* _Problem_
Your answer should consist of each line from the data below that contains "Stage".

*** Data provided

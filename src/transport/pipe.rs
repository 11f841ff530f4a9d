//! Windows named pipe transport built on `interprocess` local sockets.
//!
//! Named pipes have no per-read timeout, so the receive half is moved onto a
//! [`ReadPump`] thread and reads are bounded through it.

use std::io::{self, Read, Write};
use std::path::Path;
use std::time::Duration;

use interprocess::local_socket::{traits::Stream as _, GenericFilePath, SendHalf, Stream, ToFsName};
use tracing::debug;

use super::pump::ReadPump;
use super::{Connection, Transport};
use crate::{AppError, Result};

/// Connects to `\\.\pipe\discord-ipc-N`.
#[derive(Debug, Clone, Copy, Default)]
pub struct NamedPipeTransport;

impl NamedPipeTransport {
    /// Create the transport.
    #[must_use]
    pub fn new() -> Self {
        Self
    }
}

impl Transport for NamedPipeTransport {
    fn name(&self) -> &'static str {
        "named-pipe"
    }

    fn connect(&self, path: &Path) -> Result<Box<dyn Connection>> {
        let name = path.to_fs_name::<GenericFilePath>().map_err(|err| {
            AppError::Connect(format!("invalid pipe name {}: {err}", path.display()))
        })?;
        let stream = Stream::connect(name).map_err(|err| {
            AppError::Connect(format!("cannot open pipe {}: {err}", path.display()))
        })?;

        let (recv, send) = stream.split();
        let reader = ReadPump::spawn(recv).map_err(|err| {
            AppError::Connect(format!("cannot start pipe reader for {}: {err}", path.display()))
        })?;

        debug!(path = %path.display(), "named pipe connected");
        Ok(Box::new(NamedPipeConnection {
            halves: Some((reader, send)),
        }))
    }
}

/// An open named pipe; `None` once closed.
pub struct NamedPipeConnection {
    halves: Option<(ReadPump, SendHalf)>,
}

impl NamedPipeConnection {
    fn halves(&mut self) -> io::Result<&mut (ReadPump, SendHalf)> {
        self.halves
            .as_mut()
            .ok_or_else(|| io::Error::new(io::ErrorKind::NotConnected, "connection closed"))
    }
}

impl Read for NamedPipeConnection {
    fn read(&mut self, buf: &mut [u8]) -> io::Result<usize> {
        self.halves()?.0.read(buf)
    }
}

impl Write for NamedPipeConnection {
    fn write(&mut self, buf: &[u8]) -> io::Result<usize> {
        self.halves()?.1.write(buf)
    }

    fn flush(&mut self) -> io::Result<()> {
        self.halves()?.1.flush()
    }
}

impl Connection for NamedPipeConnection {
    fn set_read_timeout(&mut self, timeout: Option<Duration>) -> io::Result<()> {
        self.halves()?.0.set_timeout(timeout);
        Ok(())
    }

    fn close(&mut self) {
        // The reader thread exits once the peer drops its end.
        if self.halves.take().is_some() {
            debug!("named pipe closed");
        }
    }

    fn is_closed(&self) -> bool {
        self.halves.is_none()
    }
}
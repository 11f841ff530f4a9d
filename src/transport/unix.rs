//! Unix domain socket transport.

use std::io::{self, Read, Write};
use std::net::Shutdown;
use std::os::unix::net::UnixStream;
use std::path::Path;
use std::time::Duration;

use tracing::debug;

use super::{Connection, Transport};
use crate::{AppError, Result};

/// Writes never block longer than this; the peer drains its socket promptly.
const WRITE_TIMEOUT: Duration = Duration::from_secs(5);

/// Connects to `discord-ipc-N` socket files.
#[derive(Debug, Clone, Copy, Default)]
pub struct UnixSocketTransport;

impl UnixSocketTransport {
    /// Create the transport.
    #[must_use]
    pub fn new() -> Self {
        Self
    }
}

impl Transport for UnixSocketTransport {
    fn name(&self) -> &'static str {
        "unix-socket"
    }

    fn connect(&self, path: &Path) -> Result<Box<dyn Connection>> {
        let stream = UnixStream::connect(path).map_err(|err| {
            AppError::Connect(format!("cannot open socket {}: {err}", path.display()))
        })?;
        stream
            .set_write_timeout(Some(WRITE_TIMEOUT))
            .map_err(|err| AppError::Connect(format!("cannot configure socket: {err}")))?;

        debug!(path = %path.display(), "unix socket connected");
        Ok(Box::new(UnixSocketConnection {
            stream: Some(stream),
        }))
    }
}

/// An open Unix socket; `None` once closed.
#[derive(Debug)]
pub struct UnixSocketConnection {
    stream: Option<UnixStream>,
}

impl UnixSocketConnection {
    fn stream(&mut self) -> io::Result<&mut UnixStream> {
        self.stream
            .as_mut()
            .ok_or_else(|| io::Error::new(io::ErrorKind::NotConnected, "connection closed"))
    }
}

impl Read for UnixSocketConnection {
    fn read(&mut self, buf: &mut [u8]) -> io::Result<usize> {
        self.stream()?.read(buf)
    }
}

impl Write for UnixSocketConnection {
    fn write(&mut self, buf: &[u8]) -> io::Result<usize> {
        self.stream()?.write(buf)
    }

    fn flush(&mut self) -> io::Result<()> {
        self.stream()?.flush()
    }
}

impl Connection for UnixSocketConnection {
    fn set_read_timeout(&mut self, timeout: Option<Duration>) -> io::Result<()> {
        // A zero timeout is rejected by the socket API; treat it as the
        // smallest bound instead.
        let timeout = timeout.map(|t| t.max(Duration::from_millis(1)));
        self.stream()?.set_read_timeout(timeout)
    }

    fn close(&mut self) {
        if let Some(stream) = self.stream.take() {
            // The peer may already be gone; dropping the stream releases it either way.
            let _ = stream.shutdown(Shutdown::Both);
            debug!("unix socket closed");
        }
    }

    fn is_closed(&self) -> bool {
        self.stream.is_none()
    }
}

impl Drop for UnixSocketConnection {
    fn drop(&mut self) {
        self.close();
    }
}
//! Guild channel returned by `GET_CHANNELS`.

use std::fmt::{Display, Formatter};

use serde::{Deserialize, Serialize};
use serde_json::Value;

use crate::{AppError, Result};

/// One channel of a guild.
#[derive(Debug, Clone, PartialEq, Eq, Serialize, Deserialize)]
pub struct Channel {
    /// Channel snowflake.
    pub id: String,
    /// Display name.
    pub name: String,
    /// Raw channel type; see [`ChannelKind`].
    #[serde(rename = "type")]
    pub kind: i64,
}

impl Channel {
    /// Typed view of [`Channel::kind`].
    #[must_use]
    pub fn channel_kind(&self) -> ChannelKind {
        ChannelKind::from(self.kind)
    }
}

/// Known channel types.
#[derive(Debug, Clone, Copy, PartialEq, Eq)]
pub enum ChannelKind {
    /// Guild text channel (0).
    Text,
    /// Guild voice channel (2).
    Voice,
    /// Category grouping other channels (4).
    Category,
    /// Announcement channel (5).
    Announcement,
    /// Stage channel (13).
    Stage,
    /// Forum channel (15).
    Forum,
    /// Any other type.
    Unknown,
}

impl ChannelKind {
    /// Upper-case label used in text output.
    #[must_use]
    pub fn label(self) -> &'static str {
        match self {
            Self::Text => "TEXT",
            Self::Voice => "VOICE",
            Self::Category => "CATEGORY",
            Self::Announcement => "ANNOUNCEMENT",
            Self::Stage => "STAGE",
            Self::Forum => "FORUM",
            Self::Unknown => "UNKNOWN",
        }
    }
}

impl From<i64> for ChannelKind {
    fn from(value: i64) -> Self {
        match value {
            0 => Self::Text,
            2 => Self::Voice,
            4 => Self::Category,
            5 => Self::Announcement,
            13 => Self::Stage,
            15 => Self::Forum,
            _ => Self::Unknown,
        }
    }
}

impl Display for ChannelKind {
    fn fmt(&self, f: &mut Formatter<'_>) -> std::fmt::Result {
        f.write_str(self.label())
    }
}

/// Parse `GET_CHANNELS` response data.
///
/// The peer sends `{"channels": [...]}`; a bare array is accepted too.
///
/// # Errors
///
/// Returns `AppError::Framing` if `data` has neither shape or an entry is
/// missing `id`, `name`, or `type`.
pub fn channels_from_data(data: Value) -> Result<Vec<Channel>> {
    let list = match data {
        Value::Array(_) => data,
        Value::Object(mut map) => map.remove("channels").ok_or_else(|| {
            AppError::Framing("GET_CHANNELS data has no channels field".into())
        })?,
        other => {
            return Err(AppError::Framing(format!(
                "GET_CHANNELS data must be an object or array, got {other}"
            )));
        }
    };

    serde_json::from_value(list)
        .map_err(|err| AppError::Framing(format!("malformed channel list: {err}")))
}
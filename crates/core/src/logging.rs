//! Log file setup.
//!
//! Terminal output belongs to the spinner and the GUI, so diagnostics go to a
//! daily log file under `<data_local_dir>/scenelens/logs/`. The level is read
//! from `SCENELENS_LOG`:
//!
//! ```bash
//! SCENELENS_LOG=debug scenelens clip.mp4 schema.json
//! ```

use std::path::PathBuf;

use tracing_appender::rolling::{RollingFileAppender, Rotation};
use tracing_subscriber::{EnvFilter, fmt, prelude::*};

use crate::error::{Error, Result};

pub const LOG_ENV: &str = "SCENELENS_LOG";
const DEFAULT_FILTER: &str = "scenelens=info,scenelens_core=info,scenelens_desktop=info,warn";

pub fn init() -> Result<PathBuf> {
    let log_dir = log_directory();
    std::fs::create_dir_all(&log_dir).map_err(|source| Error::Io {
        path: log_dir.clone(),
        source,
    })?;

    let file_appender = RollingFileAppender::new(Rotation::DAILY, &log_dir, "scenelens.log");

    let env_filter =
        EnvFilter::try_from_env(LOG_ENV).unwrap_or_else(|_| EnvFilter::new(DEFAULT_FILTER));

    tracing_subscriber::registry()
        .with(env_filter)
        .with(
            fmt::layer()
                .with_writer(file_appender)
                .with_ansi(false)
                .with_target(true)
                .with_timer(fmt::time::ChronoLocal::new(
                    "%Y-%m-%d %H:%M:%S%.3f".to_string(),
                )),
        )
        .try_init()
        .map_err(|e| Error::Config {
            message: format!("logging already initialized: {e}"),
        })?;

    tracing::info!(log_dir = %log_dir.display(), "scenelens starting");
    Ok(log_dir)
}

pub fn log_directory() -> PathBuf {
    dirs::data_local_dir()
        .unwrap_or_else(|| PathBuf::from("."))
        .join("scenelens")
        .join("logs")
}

******

* _Exercise output_
    /// Stage channel (13).
    Stage,
            Self::Stage => "STAGE",
            13 => Self::Stage,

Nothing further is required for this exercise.